Assigned task: Copy each line below that has "true".

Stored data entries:
-------

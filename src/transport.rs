use std::io::Read;
use std::time::Duration;

use reqwest::StatusCode;
use reqwest::blocking::Client as HttpClient;
use reqwest::header::{HeaderMap, HeaderValue, USER_AGENT};

use crate::error::{FetchError, Result};

/// Byte stream of a remote artifact.
pub type Payload = Box<dyn Read + Send>;

/// The only network contract the fetch core relies on.
pub trait Transport: Send + Sync {
    fn fetch(&self, url: &str, timeout: Duration) -> std::result::Result<Payload, FetchError>;
}

/// Blocking HTTP transport.
#[derive(Debug, Clone)]
pub struct HttpTransport {
    http: HttpClient,
}

impl HttpTransport {
    pub fn new() -> Result<Self> {
        let mut headers = HeaderMap::new();
        headers.insert(
            USER_AGENT,
            HeaderValue::from_static(concat!("nwp-opendata-rs/", env!("CARGO_PKG_VERSION"))),
        );
        let http = HttpClient::builder().default_headers(headers).build()?;
        Ok(Self { http })
    }
}

impl Transport for HttpTransport {
    fn fetch(&self, url: &str, timeout: Duration) -> std::result::Result<Payload, FetchError> {
        let resp = self
            .http
            .get(url)
            .timeout(timeout)
            .send()
            .map_err(|e| FetchError::transport(url, e))?;

        match resp.status() {
            s if s.is_success() => Ok(Box::new(resp)),
            StatusCode::NOT_FOUND => Err(FetchError::NotFound { url: url.to_string() }),
            s => Err(FetchError::transport(url, format!("http status {s}"))),
        }
    }
}
//! Artifact fetch loop.
//!
//! Artifacts are produced in a fixed order (members outer, steps inner,
//! variables innermost). With one worker they are fetched in that order;
//! with more, a rayon pool pulls them in parallel and only the counters
//! are shared.

use std::fmt;
use std::io::{ErrorKind, Read};
use std::sync::Arc;
use std::sync::atomic::{AtomicBool, AtomicU64, Ordering};
use std::time::Instant;

use chrono::{DateTime, Utc};
use rayon::prelude::*;
use tracing::{debug, error, info, warn};

use crate::config::FetchConfig;
use crate::date::Clock;
use crate::decompress::decompressor_for;
use crate::domain::{Catalog, ProviderDomain};
use crate::error::{FetchError, Result};
use crate::run::RunSpec;
use crate::steps::{cap_steps, enumerate_members, enumerate_steps, member_step_product};
use crate::store::{LocalStore, Published};
use crate::transport::Transport;
use crate::url_builder::{Artifact, UrlBuilder};
use crate::variable::VariableSpec;

/// Shared stop flag. Cancelling stops new requests; in-flight ones finish.
#[derive(Debug, Clone, Default)]
pub struct CancelToken(Arc<AtomicBool>);

impl CancelToken {
    pub fn new() -> Self {
        Self::default()
    }

    pub fn cancel(&self) {
        self.0.store(true, Ordering::SeqCst);
    }

    pub fn is_cancelled(&self) -> bool {
        self.0.load(Ordering::SeqCst)
    }
}

/// What the caller wants fetched for one domain.
#[derive(Debug, Clone, Default)]
pub struct FetchPlan {
    /// Explicit run time; resolved from the clock when absent.
    pub run: Option<DateTime<Utc>>,
    pub max_forecast_hour: Option<u32>,
    pub max_members: Option<usize>,
    /// Empty means the domain's default selection.
    pub variables: Vec<VariableSpec>,
    pub second_flush: bool,
}

impl FetchPlan {
    pub fn new() -> Self {
        Self::default()
    }

    pub fn run(mut self, time: DateTime<Utc>) -> Self {
        self.run = Some(time);
        self
    }

    pub fn max_forecast_hour(mut self, hour: u32) -> Self {
        self.max_forecast_hour = Some(hour);
        self
    }

    pub fn max_members(mut self, n: usize) -> Self {
        self.max_members = Some(n);
        self
    }

    pub fn variables(mut self, variables: Vec<VariableSpec>) -> Self {
        self.variables = variables;
        self
    }

    pub fn second_flush(mut self, on: bool) -> Self {
        self.second_flush = on;
        self
    }
}

/// Summary of one orchestrator run.
///
/// `skipped + attempted + not_started` covers every artifact and
/// `attempted == succeeded + failed`. A download that loses the publish
/// race to another writer counts as skipped. `not_found` is the subset
/// of `failed` that were 404s.
#[derive(Debug, Clone, Copy, Default, PartialEq, Eq)]
pub struct FetchReport {
    pub total: u64,
    pub attempted: u64,
    pub skipped: u64,
    pub succeeded: u64,
    pub failed: u64,
    pub not_found: u64,
    pub not_started: u64,
    pub bytes: u64,
}

impl fmt::Display for FetchReport {
    fn fmt(&self, f: &mut fmt::Formatter<'_>) -> fmt::Result {
        write!(
            f,
            "{} artifacts: {} downloaded, {} skipped, {} failed ({} not found), {} not started, {} bytes",
            self.total,
            self.succeeded,
            self.skipped,
            self.failed,
            self.not_found,
            self.not_started,
            self.bytes
        )
    }
}

#[derive(Default)]
struct Counters {
    attempted: AtomicU64,
    skipped: AtomicU64,
    succeeded: AtomicU64,
    failed: AtomicU64,
    not_found: AtomicU64,
    bytes: AtomicU64,
}

impl Counters {
    fn report(&self, total: u64) -> FetchReport {
        let attempted = self.attempted.load(Ordering::SeqCst);
        let skipped = self.skipped.load(Ordering::SeqCst);
        FetchReport {
            total,
            attempted,
            skipped,
            succeeded: self.succeeded.load(Ordering::SeqCst),
            failed: self.failed.load(Ordering::SeqCst),
            not_found: self.not_found.load(Ordering::SeqCst),
            not_started: total.saturating_sub(attempted + skipped),
            bytes: self.bytes.load(Ordering::SeqCst),
        }
    }
}

enum Outcome {
    NotStarted,
    Skipped,
    Downloaded(u64),
    Failed { url: String, error: FetchError },
}

/// One unit of work. Its URL is rendered only when the request is about
/// to be issued, so host selection sees the clock at that moment.
#[derive(Debug, Clone)]
struct WorkItem {
    step: u32,
    member: u32,
    variable: Option<VariableSpec>,
}

/// State of a single `fetch`/`run` call, shared by its workers.
struct Batch<'b> {
    domain: &'b ProviderDomain,
    run: &'b RunSpec,
    store: &'b LocalStore,
    counters: Counters,
    started: Instant,
    /// Set once this batch's deadline has passed. Never outlives the batch.
    expired: AtomicBool,
}

pub struct Orchestrator<'a> {
    catalog: &'a Catalog,
    transport: &'a dyn Transport,
    clock: &'a dyn Clock,
    config: &'a FetchConfig,
    cancel: CancelToken,
}

impl<'a> Orchestrator<'a> {
    pub fn new(
        catalog: &'a Catalog,
        transport: &'a dyn Transport,
        clock: &'a dyn Clock,
        config: &'a FetchConfig,
    ) -> Self {
        Self {
            catalog,
            transport,
            clock,
            config,
            cancel: CancelToken::new(),
        }
    }

    /// Share an externally controlled token, e.g. one tripped by a signal handler.
    pub fn with_cancel(mut self, cancel: CancelToken) -> Self {
        self.cancel = cancel;
        self
    }

    pub fn cancel_token(&self) -> CancelToken {
        self.cancel.clone()
    }

    fn builder(&self) -> UrlBuilder<'a> {
        UrlBuilder::new(self.catalog, self.clock)
            .freshness_threshold(self.config.freshness_threshold_hours)
            .force_archive(self.config.force_archive)
    }

    fn resolve(
        &self,
        domain: &ProviderDomain,
        plan: &FetchPlan,
    ) -> Result<(RunSpec, Vec<WorkItem>)> {
        let run = match plan.run {
            Some(time) => RunSpec::new(domain, time)?,
            None => RunSpec::latest(domain, self.clock.now())?,
        };

        let steps = cap_steps(
            enumerate_steps(domain, run.hour(), plan.second_flush)?,
            plan.max_forecast_hour,
        );
        let members = enumerate_members(domain, plan.max_members);
        let variables = if plan.variables.is_empty() {
            domain.default_variables()
        } else {
            plan.variables.clone()
        };

        let items = self.work_items(domain, &run, &steps, &members, &variables)?;
        Ok((run, items))
    }

    /// Members outer, steps inner, variables innermost. Every item is
    /// rendered once here so bad input fails before any network activity.
    fn work_items(
        &self,
        domain: &ProviderDomain,
        run: &RunSpec,
        steps: &[u32],
        members: &[u32],
        variables: &[VariableSpec],
    ) -> Result<Vec<WorkItem>> {
        for v in variables {
            domain.resolve_variable(v)?;
        }

        let mut items = Vec::with_capacity(members.len() * steps.len() * variables.len().max(1));
        for (member, step) in member_step_product(members, steps) {
            if variables.is_empty() {
                items.push(WorkItem { step, member, variable: None });
            } else {
                for v in variables {
                    items.push(WorkItem {
                        step,
                        member,
                        variable: Some(v.clone()),
                    });
                }
            }
        }

        let builder = self.builder();
        for item in &items {
            builder.build_for(domain, run, item.step, item.member, item.variable.as_ref())?;
        }
        Ok(items)
    }

    /// Resolve `plan` and render every artifact as it would be fetched now.
    /// Nothing is downloaded.
    pub fn plan(&self, domain: &str, plan: &FetchPlan) -> Result<(RunSpec, Vec<Artifact>)> {
        let domain = self.catalog.get(domain)?;
        let (run, items) = self.resolve(domain, plan)?;
        let builder = self.builder();
        let artifacts = items
            .iter()
            .map(|item| {
                builder.build_for(domain, &run, item.step, item.member, item.variable.as_ref())
            })
            .collect::<Result<Vec<_>>>()?;
        Ok((run, artifacts))
    }

    /// Resolve `plan` and fetch everything into `store`.
    pub fn fetch(&self, domain: &str, plan: &FetchPlan, store: &LocalStore) -> Result<FetchReport> {
        let domain = self.catalog.get(domain)?;
        let (run, items) = self.resolve(domain, plan)?;
        info!(domain = domain.id, run = %run, artifacts = items.len(), "resolved fetch plan");
        self.fetch_items(domain, &run, &items, store)
    }

    /// Fetch the Cartesian product of `steps x members x variables` for `run`.
    pub fn run(
        &self,
        domain: &str,
        run: &RunSpec,
        steps: &[u32],
        members: &[u32],
        variables: &[VariableSpec],
        store: &LocalStore,
    ) -> Result<FetchReport> {
        let domain = self.catalog.get(domain)?;
        let items = self.work_items(domain, run, steps, members, variables)?;
        self.fetch_items(domain, run, &items, store)
    }

    fn fetch_items(
        &self,
        domain: &ProviderDomain,
        run: &RunSpec,
        items: &[WorkItem],
        store: &LocalStore,
    ) -> Result<FetchReport> {
        let batch = Batch {
            domain,
            run,
            store,
            counters: Counters::default(),
            started: Instant::now(),
            expired: AtomicBool::new(false),
        };
        let total = items.len() as u64;

        let result = if self.config.workers <= 1 {
            items.iter().try_for_each(|item| self.fetch_and_count(&batch, item))
        } else {
            let pool = rayon::ThreadPoolBuilder::new()
                .num_threads(self.config.workers)
                .thread_name(|i| format!("nwp-fetch-{i}"))
                .build()?;
            pool.install(|| {
                items
                    .par_iter()
                    .try_for_each(|item| self.fetch_and_count(&batch, item))
            })
        };

        let report = batch.counters.report(total);
        match result {
            Ok(()) => {
                info!(domain = domain.id, "{report}");
                Ok(report)
            }
            Err(e) => {
                error!(domain = domain.id, error = %e, "aborting: {report}");
                Err(e)
            }
        }
    }

    fn fetch_and_count(&self, batch: &Batch<'_>, item: &WorkItem) -> Result<()> {
        let counters = &batch.counters;
        match self.fetch_one(batch, item)? {
            Outcome::NotStarted => {}
            Outcome::Skipped => {
                counters.skipped.fetch_add(1, Ordering::SeqCst);
            }
            Outcome::Downloaded(bytes) => {
                counters.attempted.fetch_add(1, Ordering::SeqCst);
                counters.succeeded.fetch_add(1, Ordering::SeqCst);
                counters.bytes.fetch_add(bytes, Ordering::SeqCst);
            }
            Outcome::Failed { url, error: e } => {
                counters.attempted.fetch_add(1, Ordering::SeqCst);
                counters.failed.fetch_add(1, Ordering::SeqCst);
                if e.is_not_found() {
                    counters.not_found.fetch_add(1, Ordering::SeqCst);
                    warn!(%url, "not published (yet)");
                } else {
                    error!(%url, error = %e, "fetch failed");
                }
            }
        }
        Ok(())
    }

    /// External cancellation or this batch's own deadline.
    fn stopped(&self, batch: &Batch<'_>) -> bool {
        if self.cancel.is_cancelled() || batch.expired.load(Ordering::SeqCst) {
            return true;
        }
        match self.config.deadline() {
            Some(limit) if batch.started.elapsed() >= limit => {
                if !batch.expired.swap(true, Ordering::SeqCst) {
                    warn!("deadline of {limit:?} reached, no new requests will be issued");
                }
                true
            }
            _ => false,
        }
    }

    fn fetch_one(&self, batch: &Batch<'_>, item: &WorkItem) -> Result<Outcome> {
        if self.stopped(batch) {
            return Ok(Outcome::NotStarted);
        }

        let domain = batch.domain;
        let artifact = self.builder().build_for(
            domain,
            batch.run,
            item.step,
            item.member,
            item.variable.as_ref(),
        )?;
        let failed = |error: FetchError| {
            Ok(Outcome::Failed {
                url: artifact.url.clone(),
                error,
            })
        };

        // Cooperative check; the no-clobber publish below settles races.
        if batch.store.contains(&artifact.filename) {
            debug!(file = %artifact.filename, "already present, skipping");
            return Ok(Outcome::Skipped);
        }

        let timeout = self.config.timeout_for(domain.payload_mb);
        debug!(file = %artifact.filename, url = %artifact.url, ?timeout, "requesting");
        let mut payload = match self.transport.fetch(&artifact.url, timeout) {
            Ok(p) => p,
            Err(e) => return failed(e),
        };

        let mut claim = batch.store.claim(&artifact.filename)?;
        let mut decoder = domain.compression.map(decompressor_for);
        let mut buf = vec![0u8; self.config.chunk_size];

        loop {
            let n = match payload.read(&mut buf) {
                Ok(0) => break,
                Ok(n) => n,
                Err(e) if e.kind() == ErrorKind::Interrupted => continue,
                Err(e) => return failed(FetchError::transport(&artifact.url, e)),
            };
            match decoder.as_mut() {
                Some(d) => match d.feed(&buf[..n]) {
                    Ok(out) => claim.write(&out)?,
                    Err(e) => return failed(e),
                },
                None => claim.write(&buf[..n])?,
            }
        }

        if let Some(d) = decoder.as_mut()
            && let Err(e) = d.finish()
        {
            return failed(e);
        }

        match claim.publish()? {
            Published::Written(bytes) => {
                info!(file = %artifact.filename, bytes, "downloaded");
                Ok(Outcome::Downloaded(bytes))
            }
            Published::AlreadyPresent => {
                debug!(file = %artifact.filename, "published concurrently by another writer");
                Ok(Outcome::Skipped)
            }
        }
    }
}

-------

Answer section:
        self.0.store(true, Ordering::SeqCst);
            return true;
                if !batch.expired.swap(true, Ordering::SeqCst) {
                true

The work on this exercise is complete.